[Collected data entries]
//! # Plugwire Core Plugin System
//!
//! This module provides the selection core of Plugwire: a single-method
//! plugin capability and the registries that pick the plugins applicable to
//! a given delimiter.
//!
//! ## Key Submodules and Responsibilities:
//!
//! - **[`traits`]**: The [`Plugin`] capability (`supports(delimiter)`) and the
//!   optional [`Ordered`] priority hint.
//! - **[`registry`]**: The [`PluginRegistry`] lookup operations and
//!   [`SimplePluginRegistry`], which keeps plugins in construction order.
//! - **[`ordering`]**: [`OrderAwarePluginRegistry`] and [`Comparator`], which
//!   sort plugins by priority (stable, lowest order first).
//! - **[`metadata`]**: [`PluginMetadata`] and [`MetadataProvider`] for plugins
//!   selected by name and version.
//! - **[`error`]**: [`RegistryError`](error::RegistryError) and
//!   [`MetadataError`](error::MetadataError).
//!
//! Registries are immutable once built, so they can be shared across threads
//! and read concurrently without locking.
pub mod error;
pub mod metadata;
pub mod ordering;
pub mod registry;
pub mod traits;

pub use error::{MetadataError, RegistryError};
pub use metadata::{MetadataProvider, PluginMetadata};
pub use ordering::{Comparator, OrderAwarePluginRegistry, SortOrder};
pub use registry::{PluginRegistry, SimplePluginRegistry};
pub use traits::{HIGHEST_PRECEDENCE, LOWEST_PRECEDENCE, Ordered, Plugin, order_of};

// Test module declaration
#[cfg(test)]
mod tests;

REQUIRED WORK. Of the entries above, repeat exactly the lines from the line with "a given delimiter." through the line with "lookup operations and", both of them included.

ANSWER FOR THIS EXERCISE.
//! a given delimiter.
//!
//! ## Key Submodules and Responsibilities:
//!
//! - **[`traits`]**: The [`Plugin`] capability (`supports(delimiter)`) and the
//!   optional [`Ordered`] priority hint.
//! - **[`registry`]**: The [`PluginRegistry`] lookup operations and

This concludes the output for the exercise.